[Start of Attachment]
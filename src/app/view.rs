// SPDX-License-Identifier: MPL-2.0
//! View rendering for the application.
//!
//! Renders the current screen below the shared navigation bar. While the
//! lightbox layer is open the navbar is hidden so the overlay owns the
//! whole window, mirroring how fullscreen media usually behaves.

use super::{App, Message, Screen};
use crate::ui::home;
use crate::ui::navbar::{self, ViewContext as NavbarViewContext};
use iced::widget::{Column, Container};
use iced::{Element, Length};

impl App {
    pub fn view(&self) -> Element<'_, Message> {
        if self.screen == Screen::Guests && self.guests.lightbox_open() {
            return self.guests.view().map(Message::Guests);
        }

        let navbar = navbar::view(NavbarViewContext {
            active: self.screen,
        })
        .map(Message::Navbar);

        let content: Element<'_, Message> = match self.screen {
            Screen::Home => home::view().map(Message::Home),
            Screen::Guests => self.guests.view().map(Message::Guests),
        };

        Column::new()
            .push(navbar)
            .push(
                Container::new(content)
                    .width(Length::Fill)
                    .height(Length::Fill),
            )
            .into()
    }
}
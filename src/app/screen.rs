// SPDX-License-Identifier: MPL-2.0
//! Screen enumeration for application navigation.

/// Screens the user can navigate between.
#[derive(Debug, Clone, Copy, PartialEq, Eq)]
pub enum Screen {
    Home,
    Guests,
}
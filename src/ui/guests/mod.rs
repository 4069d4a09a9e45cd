// SPDX-License-Identifier: MPL-2.0
//! Guest gallery screen.
//!
//! The gallery is a responsive grid of guest cards that opens into a
//! fullscreen lightbox on click. Images that fail to load fall back to a
//! permanent placeholder for the rest of the session; the grid and the
//! lightbox consult the same failure set.

mod card;
mod component;
mod lightbox;
mod record;

pub use card::PLACEHOLDER_GLYPH;
pub use component::{Message, State};
pub use record::{GalleryConfig, GuestRecord, DEFAULT_DESCRIPTION};
// SPDX-License-Identifier: MPL-2.0
//! This module handles the application's configuration, including loading and
//! saving user preferences to a `settings.toml` file.
//!
//! The gallery shape (`max_guests`, `excluded_ids`) and the image directory
//! are all optional: a missing or unreadable file degrades to the built-in
//! defaults rather than failing startup.

use crate::error::Result;
use serde::{Deserialize, Serialize};
use std::fs;
use std::path::{Path, PathBuf};

const CONFIG_FILE: &str = "settings.toml";
const APP_NAME: &str = "GuestGallery";

/// Highest guest id generated when the config does not say otherwise.
pub const DEFAULT_MAX_GUESTS: u32 = 57;

/// Guest ids omitted from the gallery when the config does not say otherwise.
pub const DEFAULT_EXCLUDED_IDS: &[u32] = &[10];

/// Directory searched for guest images, relative to the working directory.
pub const DEFAULT_ASSETS_DIR: &str = "assets/guests";

#[derive(Debug, Clone, Serialize, Deserialize)]
pub struct Config {
    #[serde(default)]
    pub max_guests: Option<u32>,
    #[serde(default)]
    pub excluded_ids: Option<Vec<u32>>,
    #[serde(default)]
    pub assets_dir: Option<String>,
}

impl Default for Config {
    fn default() -> Self {
        Self {
            max_guests: Some(DEFAULT_MAX_GUESTS),
            excluded_ids: Some(DEFAULT_EXCLUDED_IDS.to_vec()),
            assets_dir: None,
        }
    }
}

fn get_default_config_path() -> Option<PathBuf> {
    dirs::config_dir().map(|mut path| {
        path.push(APP_NAME);
        path.push(CONFIG_FILE);
        path
    })
}

pub fn load() -> Result<Config> {
    if let Some(path) = get_default_config_path() {
        if path.exists() {
            return load_from_path(&path);
        }
    }
    Ok(Config::default())
}

pub fn save(config: &Config) -> Result<()> {
    if let Some(path) = get_default_config_path() {
        return save_to_path(config, &path);
    }
    Ok(())
}

pub fn load_from_path(path: &Path) -> Result<Config> {
    let content = fs::read_to_string(path)?;
    Ok(toml::from_str(&content).unwrap_or_default())
}

pub fn save_to_path(config: &Config, path: &Path) -> Result<()> {
    if let Some(parent) = path.parent() {
        fs::create_dir_all(parent)?;
    }
    let content = toml::to_string_pretty(config).unwrap();
    fs::write(path, content)?;
    Ok(())
}
// SPDX-License-Identifier: MPL-2.0
//! Guest records and the configuration that generates them.
//!
//! Records are generated once, directly over the valid id range. There is
//! never a transient "skipped" element: excluded ids are simply not
//! generated. Records are immutable afterwards; all per-session changes
//! live in the component state, not here.

use crate::config::{self, Config};
use std::collections::BTreeSet;
use std::path::PathBuf;

/// Description shown for every guest in the default configuration.
pub const DEFAULT_DESCRIPTION: &str =
    "We are privileged to welcome this esteemed guest to our gathering.";

const IMAGE_PREFIX: &str = "guests";
const IMAGE_EXTENSION: &str = "png";

/// One displayable guest entry.
#[derive(Debug, Clone, PartialEq, Eq)]
pub struct GuestRecord {
    pub id: u32,
    /// Deterministic image location, a pure function of `id`.
    pub image_path: PathBuf,
    /// May be empty; the caption block only renders when it is not.
    pub name: String,
    /// May be empty; the caption block only renders when it is not.
    pub title: String,
    pub description: String,
}

impl GuestRecord {
    /// Whether the name/title caption block should render at all.
    ///
    /// Holds for the grid card and the lightbox alike: both empty means
    /// no caption block, anywhere.
    #[must_use]
    pub fn has_caption(&self) -> bool {
        !self.name.is_empty() || !self.title.is_empty()
    }

    /// Label used where a textual stand-in for the image is needed.
    #[must_use]
    pub fn label(&self) -> &str {
        if self.name.is_empty() {
            "Guest"
        } else {
            &self.name
        }
    }
}

/// Shape of the generated gallery: id range, holes, and image directory.
#[derive(Debug, Clone)]
pub struct GalleryConfig {
    /// Ids run from 1 up to and including this value.
    pub max_guests: u32,
    /// Ids omitted from generation. Entries outside `1..=max_guests` are
    /// silently ignored.
    pub excluded_ids: BTreeSet<u32>,
    /// Directory containing `guests<id>.png` files.
    pub assets_dir: PathBuf,
}

impl Default for GalleryConfig {
    fn default() -> Self {
        Self {
            max_guests: config::DEFAULT_MAX_GUESTS,
            excluded_ids: config::DEFAULT_EXCLUDED_IDS.iter().copied().collect(),
            assets_dir: PathBuf::from(config::DEFAULT_ASSETS_DIR),
        }
    }
}

impl From<&Config> for GalleryConfig {
    fn from(config: &Config) -> Self {
        let defaults = Self::default();
        Self {
            max_guests: config.max_guests.unwrap_or(defaults.max_guests),
            excluded_ids: config
                .excluded_ids
                .as_ref()
                .map(|ids| ids.iter().copied().collect())
                .unwrap_or(defaults.excluded_ids),
            assets_dir: config
                .assets_dir
                .as_ref()
                .map(PathBuf::from)
                .unwrap_or(defaults.assets_dir),
        }
    }
}

impl GalleryConfig {
    /// Image location for a guest id.
    #[must_use]
    pub fn image_path(&self, id: u32) -> PathBuf {
        self.assets_dir
            .join(format!("{IMAGE_PREFIX}{id}.{IMAGE_EXTENSION}"))
    }

    /// Generate the full record list in ascending id order.
    #[must_use]
    pub fn generate(&self) -> Vec<GuestRecord> {
        (1..=self.max_guests)
            .filter(|id| !self.excluded_ids.contains(id))
            .map(|id| GuestRecord {
                id,
                image_path: self.image_path(id),
                name: String::new(),
                title: String::new(),
                description: DEFAULT_DESCRIPTION.to_string(),
            })
            .collect()
    }
}

#[cfg(test)]
mod tests {
    use super::*;

    fn gallery(max_guests: u32, excluded: &[u32]) -> GalleryConfig {
        GalleryConfig {
            max_guests,
            excluded_ids: excluded.iter().copied().collect(),
            ..GalleryConfig::default()
        }
    }

    #[test]
    fn default_shape_skips_guest_ten() {
        let records = GalleryConfig::default().generate();

        assert_eq!(records.len(), 56);
        assert!(records.iter().all(|r| r.id != 10));
        assert_eq!(records.first().map(|r| r.id), Some(1));
        assert_eq!(records.last().map(|r| r.id), Some(57));
    }

    #[test]
    fn ids_are_unique_and_ascending() {
        let records = gallery(57, &[10]).generate();

        let ids: Vec<u32> = records.iter().map(|r| r.id).collect();
        let mut sorted = ids.clone();
        sorted.sort_unstable();
        sorted.dedup();
        assert_eq!(ids, sorted);
    }

    #[test]
    fn excluded_id_outside_range_is_ignored() {
        let records = gallery(5, &[99]).generate();
        assert_eq!(records.len(), 5);

        let records = gallery(5, &[0]).generate();
        assert_eq!(records.len(), 5);
    }

    #[test]
    fn multiple_excluded_ids_leave_matching_holes() {
        let records = gallery(6, &[2, 4]).generate();
        let ids: Vec<u32> = records.iter().map(|r| r.id).collect();
        assert_eq!(ids, vec![1, 3, 5, 6]);
    }

    #[test]
    fn zero_max_guests_generates_nothing() {
        assert!(gallery(0, &[]).generate().is_empty());
    }

    #[test]
    fn image_path_is_deterministic_across_generations() {
        let config = GalleryConfig::default();
        let first = config.generate();
        let second = config.generate();

        assert_eq!(first, second);
        for record in &first {
            assert_eq!(record.image_path, config.image_path(record.id));
        }
    }

    #[test]
    fn image_path_follows_naming_pattern() {
        let config = gallery(3, &[]);
        let path = config.image_path(2);
        assert!(path.ends_with("guests2.png"));
        assert!(path.starts_with(&config.assets_dir));
    }

    #[test]
    fn caption_renders_only_with_name_or_title() {
        let mut record = gallery(1, &[]).generate().remove(0);
        assert!(!record.has_caption());
        assert_eq!(record.label(), "Guest");

        record.title = "Keynote speaker".to_string();
        assert!(record.has_caption());

        record.title.clear();
        record.name = "Ada".to_string();
        assert!(record.has_caption());
        assert_eq!(record.label(), "Ada");
    }

    #[test]
    fn gallery_config_resolves_missing_fields_from_defaults() {
        let config = Config {
            max_guests: None,
            excluded_ids: None,
            assets_dir: Some("portraits".to_string()),
        };
        let gallery = GalleryConfig::from(&config);

        assert_eq!(gallery.max_guests, crate::config::DEFAULT_MAX_GUESTS);
        assert!(gallery.excluded_ids.contains(&10));
        assert_eq!(gallery.assets_dir, PathBuf::from("portraits"));
    }
}
// SPDX-License-Identifier: MPL-2.0
//! Centralized button styles.

use crate::ui::design_tokens::{
    border, opacity,
    palette::{self, WHITE},
    radius, shadow,
};
use iced::widget::button;
use iced::{Background, Border, Color, Theme};

/// Style for the primary call-to-action button.
pub fn primary(_theme: &Theme, status: button::Status) -> button::Style {
    match status {
        button::Status::Active | button::Status::Pressed => button::Style {
            background: Some(Background::Color(palette::PRIMARY_500)),
            text_color: WHITE,
            border: Border {
                color: palette::PRIMARY_600,
                width: border::WIDTH_SM,
                radius: radius::SM.into(),
            },
            shadow: shadow::SM,
            snap: true,
        },
        button::Status::Hovered => button::Style {
            background: Some(Background::Color(palette::PRIMARY_400)),
            text_color: WHITE,
            border: Border {
                color: palette::PRIMARY_500,
                width: border::WIDTH_SM,
                radius: radius::SM.into(),
            },
            shadow: shadow::MD,
            snap: true,
        },
        _ => button::Style::default(),
    }
}

/// Style for the navbar entry matching the active screen.
pub fn nav_active(_theme: &Theme, _status: button::Status) -> button::Style {
    button::Style {
        background: Some(Background::Color(palette::PRIMARY_600)),
        text_color: WHITE,
        border: Border {
            color: palette::PRIMARY_500,
            width: border::WIDTH_SM,
            radius: radius::SM.into(),
        },
        shadow: shadow::NONE,
        snap: true,
    }
}

/// Style for inactive navbar entries.
pub fn nav_inactive(_theme: &Theme, status: button::Status) -> button::Style {
    let alpha = match status {
        button::Status::Hovered | button::Status::Pressed => opacity::CARD_HOVER,
        _ => opacity::TRANSPARENT,
    };

    button::Style {
        background: Some(Background::Color(Color { a: alpha, ..WHITE })),
        text_color: palette::GRAY_200,
        border: Border {
            radius: radius::SM.into(),
            ..Border::default()
        },
        shadow: shadow::NONE,
        snap: true,
    }
}

/// Style for a grid card.
///
/// Hover is expressed declaratively here: the surface brightens and gains
/// a drop shadow instead of any widget-level mutation.
pub fn card(_theme: &Theme, status: button::Status) -> button::Style {
    let (alpha, card_shadow) = match status {
        button::Status::Hovered | button::Status::Pressed => (opacity::CARD_HOVER, shadow::LG),
        _ => (opacity::CARD, shadow::NONE),
    };

    button::Style {
        background: Some(Background::Color(Color { a: alpha, ..WHITE })),
        text_color: WHITE,
        border: Border {
            color: Color {
                a: opacity::BORDER,
                ..WHITE
            },
            width: border::WIDTH_SM,
            radius: radius::LG.into(),
        },
        shadow: card_shadow,
        snap: true,
    }
}

/// Style for the circular lightbox close button.
pub fn lightbox_close(_theme: &Theme, status: button::Status) -> button::Style {
    let alpha = match status {
        button::Status::Hovered | button::Status::Pressed => opacity::BORDER_STRONG,
        _ => opacity::BORDER,
    };

    button::Style {
        background: Some(Background::Color(Color { a: alpha, ..WHITE })),
        text_color: WHITE,
        border: Border {
            radius: radius::FULL.into(),
            ..Border::default()
        },
        shadow: shadow::NONE,
        snap: true,
    }
}
// SPDX-License-Identifier: MPL-2.0
//! Landing screen shown on startup.
//!
//! A minimal welcome view with the event title and a single call-to-action
//! leading into the guest gallery.

use crate::ui::design_tokens::{palette, spacing, typography};
use crate::ui::styles;
use iced::widget::{button, Column, Container, Text};
use iced::{alignment, Element, Length};

/// Messages emitted by the home screen.
#[derive(Debug, Clone)]
pub enum Message {
    OpenGuests,
}

/// Events propagated to the parent application.
#[derive(Debug, Clone)]
pub enum Event {
    OpenGuests,
}

/// Process a home screen message and return the corresponding event.
#[must_use]
pub fn update(message: &Message) -> Event {
    match message {
        Message::OpenGuests => Event::OpenGuests,
    }
}

/// Render the home screen.
pub fn view<'a>() -> Element<'a, Message> {
    let title = Text::new("Our Honored Guests").size(typography::TITLE_LG);

    let subtitle = Text::new(
        "We are privileged to welcome a distinguished gathering of visionaries, \
         leaders, and pioneers who inspire and guide our journey.",
    )
    .size(typography::BODY_LG)
    .color(palette::GRAY_200)
    .align_x(alignment::Horizontal::Center);

    let open_button = button(Text::new("View the guests"))
        .padding([spacing::SM, spacing::LG])
        .style(styles::button::primary)
        .on_press(Message::OpenGuests);

    let content = Column::new()
        .spacing(spacing::LG)
        .max_width(560.0)
        .align_x(alignment::Horizontal::Center)
        .push(title)
        .push(subtitle)
        .push(open_button);

    Container::new(content)
        .width(Length::Fill)
        .height(Length::Fill)
        .align_x(alignment::Horizontal::Center)
        .align_y(alignment::Vertical::Center)
        .into()
}

#[cfg(test)]
mod tests {
    use super::*;

    #[test]
    fn home_view_renders() {
        let _element = view();
    }

    #[test]
    fn open_guests_emits_event() {
        assert!(matches!(update(&Message::OpenGuests), Event::OpenGuests));
    }
}
//! Adapters - concrete implementations of ports (traits)

mod dry_run;
mod system;

#[cfg(test)]
pub mod fake_host;

// Re-export for convenience
pub use dry_run::DryRunHost;
pub use system::SystemHost;
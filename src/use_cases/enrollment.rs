//! Key enrollment use case
//!
//! Runs the enrollment utility as the target user and stores its output as
//! the credential file pam_u2f reads. The output is captured in memory and
//! only written once the utility succeeds, so a failed or interrupted
//! enrollment never touches an existing credential.
//!
//! The store lives in a directory the user controls while this runs as
//! root. Symbolic links on the way to the store are refused, and the file
//! itself is created under a fresh name and renamed into place.

use std::io;
use std::path::{Path, PathBuf};

use tracing::{debug, info, warn};

use crate::config::{with_extra_suffix, ProvisionConfig};
use crate::error::{EnrollmentError, FilesystemError, ProvisionError, ProvisionResult};
use crate::model::{CommandLine, Owner, StepStatus, TargetUser};
use crate::ports::{CommandRunner, FileStore};

/// Proof that a credential store exists for this run
///
/// Only `ensure_credential` hands these out, and the PAM edit requires one.
/// A planned credential comes from a dry run, where nothing was written.
#[derive(Debug, Clone, PartialEq, Eq)]
pub struct Credential {
    path: PathBuf,
    planned: bool,
}

impl Credential {
    pub fn path(&self) -> &Path {
        &self.path
    }

    pub fn is_planned(&self) -> bool {
        self.planned
    }
}

/// Directories between the user's home and the store, outermost first
fn store_dirs(home: &Path, store: &Path) -> Vec<PathBuf> {
    let mut dirs: Vec<PathBuf> = store
        .parent()
        .map(|parent| {
            parent
                .ancestors()
                .take_while(|dir| *dir != home && dir.starts_with(home))
                .map(Path::to_path_buf)
                .collect()
        })
        .unwrap_or_default();
    dirs.reverse();
    dirs
}

fn symlink_refused(path: &Path) -> ProvisionError {
    FilesystemError::new(
        "use",
        path,
        io::Error::new(
            io::ErrorKind::InvalidInput,
            "refusing to follow a symbolic link in the user's home",
        ),
    )
    .into()
}

/// Fail if the store or any directory leading to it is a symbolic link
fn refuse_symlinks<H: FileStore>(host: &H, user: &TargetUser, store: &Path) -> ProvisionResult<()> {
    for path in store_dirs(&user.home, store).iter().map(PathBuf::as_path).chain([store]) {
        if host.metadata(path)?.is_some_and(|info| info.is_symlink) {
            return Err(symlink_refused(path));
        }
    }
    Ok(())
}

/// Create the store's directories and hand them to the target user
fn prepare_store_dirs<H: FileStore>(host: &mut H, user: &TargetUser, store: &Path) -> ProvisionResult<()> {
    let owner = Owner::from(user);
    for dir in store_dirs(&user.home, store) {
        match host.metadata(&dir)? {
            None => {
                debug!("Creating {}", dir.display());
                host.create_dir_all(&dir)?;
                host.set_owner(&dir, owner)?;
            }
            Some(info) if info.is_symlink => return Err(symlink_refused(&dir)),
            Some(info) if info.owner != owner => {
                debug!("Handing {} to {}", dir.display(), user.name);
                host.set_owner(&dir, owner)?;
            }
            Some(_) => {}
        }
    }
    Ok(())
}

/// Make sure `user` has an enrolled credential
///
/// An existing non-empty store is kept unless `force` is set. Otherwise the
/// enrollment utility runs interactively (PIN and touch prompts reach the
/// operator) and its output replaces the store with mode 0600, owned by
/// the user.
///
/// # Arguments
///
/// * `host` - Host to run on
/// * `user` - Account the credential belongs to
/// * `config` - Store location and enrollment program
/// * `force` - Enroll again even if a credential exists
///
/// # Errors
///
/// Returns `EnrollmentError` if the utility cannot be started, fails or
/// prints nothing; the existing store is then left as it was. A symbolic
/// link on the way to the store, and ownership failures, surface as
/// `FilesystemError`.
pub fn ensure_credential<H: CommandRunner + FileStore>(
    host: &mut H,
    user: &TargetUser,
    config: &ProvisionConfig,
    force: bool,
) -> ProvisionResult<(Credential, StepStatus)> {
    let store = config.credential_path(user);
    refuse_symlinks(host, user, &store)?;

    if !force {
        if let Some(existing) = host.read(&store)? {
            if !existing.iter().all(u8::is_ascii_whitespace) {
                info!("{} is already enrolled ({})", user.name, store.display());
                return Ok((
                    Credential {
                        path: store,
                        planned: false,
                    },
                    StepStatus::Skipped,
                ));
            }
            info!("{} is empty; enrolling again", store.display());
        }
    }

    info!("Enrolling a key for {}; touch the key when it blinks", user.name);
    let command = CommandLine::new(
        "sudo",
        ["-u", user.name.as_str(), "--", config.enrollment_program.as_str()],
    )
    .interactive();

    let output = match host.run(&command) {
        Ok(output) => output,
        Err(ProvisionError::Command(err)) => return Err(EnrollmentError::Spawn(err).into()),
        Err(err) => return Err(err),
    };

    if output.synthetic {
        prepare_store_dirs(host, user, &store)?;
        return Ok((
            Credential {
                path: store,
                planned: true,
            },
            StepStatus::Applied,
        ));
    }

    if !output.success() {
        return Err(EnrollmentError::UtilityFailed {
            status: output.status,
        }
        .into());
    }
    let credential = output.stdout;
    if credential.trim().is_empty() {
        return Err(EnrollmentError::EmptyOutput.into());
    }

    prepare_store_dirs(host, user, &store)?;

    // A leftover temporary store is unlinked, never followed
    let stale = with_extra_suffix(&store, ".tmp");
    if host.metadata(&stale)?.is_some() {
        debug!("Removing stale {}", stale.display());
        host.remove_file(&stale)?;
    }

    host.write_atomic_owned(&store, credential.as_bytes(), 0o600, Owner::from(user))?;

    if !credential.starts_with(&format!("{}:", user.name)) {
        warn!(
            "Credential in {} does not start with '{}:'; pam_u2f will not match it",
            store.display(),
            user.name
        );
    }
    info!("Stored credential in {}", store.display());

    Ok((
        Credential {
            path: store,
            planned: false,
        },
        StepStatus::Applied,
    ))
}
[End of Attachment]
In the material above, find the line containing "impl Default for Config" and the line containing "fn get_default_config_path() ->", then write out exactly those two lines and every line between them, and nothing more.

**RESULT BELOW**
impl Default for Config {
    fn default() -> Self {
        Self {
            max_guests: Some(DEFAULT_MAX_GUESTS),
            excluded_ids: Some(DEFAULT_EXCLUDED_IDS.to_vec()),
            assets_dir: None,
        }
    }
}

fn get_default_config_path() -> Option<PathBuf> {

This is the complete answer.